Possibly, a taxpayer’s ability to claim the principal residence exemption on the sale of excess land may be supported in cases where that land can be shown to be necessary to the continued use and enjoyment of the property up to the time of its subdivision. Whether a parcel of land meets this criteria will rest on the facts, but the CRA has explicitly stated that land that was subject to specific zoning laws prohibiting it from being subdivided would qualify as part of the principal residence during that relevant time.
Note that the determination of whether subjacent land meets the criteria for principal residence must be applied on a year-by-year basis, with only those years in which the land can be shown to be necessary to the use and enjoyment of the property being eligible for the purposes of designating the property as a principal residence.
We’ve made significant renovations to our cottage, including a new roof and deck. Should we be keeping track of these expenses for income tax purposes?
It’s important to keep track of all these costs. What you spend on your cottage can have an impact on what you may ultimately pay in tax when you sell or dispose of it.
When you eventually dispose of your cottage – either during your lifetime or at death – and the value of the property has appreciated, a gain is realized at that time on the difference between either the proceeds of sale (or the FMV of the cottage where the property is being transferred to a non-arm’s length party for less than its FMV) and the total of its ACB, and any selling costs. ACB refers to the aggregate of both the initial purchase price of the property plus any additional qualifying capital outlays made over the years you owned it. Note that if you inherited your cottage from anyone except your spouse, the initial cost will be the FMV of the cottage at the time you inherited it. There are also additional considerations if you or your spouse owned your cottage prior to 1972, or if you or your spouse made an election in 1994 to increase the ACB of your cottage by using the $100,000 capital gains exemption available at that time.
The excess of the proceeds of disposition, whether deemed or realized, over the ACB (and any selling costs) is generally a capital gain for income tax purposes. As previously discussed, the resulting gain can be reduced or eliminated, subject to the availability of the principal residence exemption. Where the principal residence exemption is unavailable, or insufficient to shelter the entire gain, half of the capital gain is included in your taxable income. Consequently, it may be beneficial to look for ways to minimize any gain by ensuring that the documented cost of the property is as complete as possible.
Determining what types of costs are capital costs, and thus added to the ACB of the property, can be confusing. The accompanying checklist can be used to identify the key elements to consider when determining the ACB of your cottage and the type of documentation you should retain to support those amounts.

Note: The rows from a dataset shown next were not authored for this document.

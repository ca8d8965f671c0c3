mod content;
mod core;
#[cfg(feature = "dev-tools")]
mod debug;
mod level;
mod movement;

use avian2d::prelude::*;
use bevy::prelude::*;

/// Fixed simulation rate for movement ticks
const FIXED_HZ: f64 = 50.0;

fn main() {
    let mut app = App::new();

    app.add_plugins(DefaultPlugins.set(WindowPlugin {
        primary_window: Some(Window {
            title: "Ascent".to_string(),
            resolution: (1280, 720).into(),
            resizable: true,
            ..default()
        }),
        ..default()
    }))
    .add_plugins(PhysicsPlugins::default())
    .insert_resource(Gravity(Vec2::NEG_Y * 9.81))
    .insert_resource(Time::<Fixed>::from_hz(FIXED_HZ))
    .add_plugins((
        core::CorePlugin,
        content::ContentPlugin,
        movement::MovementPlugin,
        level::LevelPlugin,
    ));

    #[cfg(feature = "dev-tools")]
    app.add_plugins(debug::DebugPlugin);

    app.run();
}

Summer is a great time to escape the demands of city life and retreat to the cottage, especially during a global pandemic. With the meteoric increase in demand for cottage rentals and property, many Canadians are now looking to buy a cottage for either personal use or as an investment. With proper planning, a vacation property doesn’t need to cost you more than you bargained for. Much like applying sunscreen, consideration of the potential income tax implications when buying, renting, or selling a cottage can help you minimize additional outlays and protect you from getting burned.

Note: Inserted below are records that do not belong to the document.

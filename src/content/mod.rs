//! Content domain: movement tuning loaded from `assets/data` at startup.

mod loader;
mod validation;

#[cfg(test)]
mod tests;

use bevy::prelude::*;
use std::path::PathBuf;

use crate::core::GameState;
use crate::movement::MovementTuning;

pub use loader::{ContentLoadError, TuningFormat, load_movement_tuning, parse_movement_tuning};
pub use validation::{ValidationError, validate_tuning};

/// Default tuning file, relative to the working directory
pub const DEFAULT_TUNING_PATH: &str = "assets/data/movement.ron";

/// Where the movement tuning is read from.
#[derive(Resource, Debug, Clone)]
pub struct TuningSource {
    pub path: PathBuf,
}

impl Default for TuningSource {
    fn default() -> Self {
        Self {
            path: PathBuf::from(DEFAULT_TUNING_PATH),
        }
    }
}

pub struct ContentPlugin;

impl Plugin for ContentPlugin {
    fn build(&self, app: &mut App) {
        app.init_resource::<TuningSource>()
            .add_systems(Startup, load_tuning);
    }
}

/// Load and validate the tuning, falling back to defaults, then start the run.
fn load_tuning(
    mut commands: Commands,
    source: Res<TuningSource>,
    mut game_state: ResMut<NextState<GameState>>,
) {
    let tuning = match load_movement_tuning(&source.path) {
        Ok(tuning) => {
            let errors = validate_tuning(&tuning);
            if errors.is_empty() {
                info!("Loaded movement tuning from {}", source.path.display());
                tuning
            } else {
                for error in &errors {
                    error!("Invalid movement tuning: {}", error);
                }
                warn!(
                    "{} invalid tuning values, using default movement tuning",
                    errors.len()
                );
                MovementTuning::default()
            }
        }
        Err(e) => {
            warn!("{}; using default movement tuning", e);
            MovementTuning::default()
        }
    };

    commands.insert_resource(tuning);
    game_state.set(GameState::Run);
}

CHECKLIST OF COTTAGE ACB COMPONENTS AND REQUIRED DOCUMENTATION
Keeping accurate records of the cost of your cottage is crucial should the CRA ever ask for support for the ACB of the property. Proper records include the original purchase documentation you received when you bought the cottage, plus any invoices or receipts that support subsequent renovations or improvements:
Original acquisition of the property
Elements from the Purchase Agreement and other costs (documented by invoices, statements and proof of payment) include:
- Purchase price of the cottage, if purchased after 1971 (there are additional rules applicable to properties owned on Dec. 31, 1971, or if you made an election in 1994 to increase the ACB)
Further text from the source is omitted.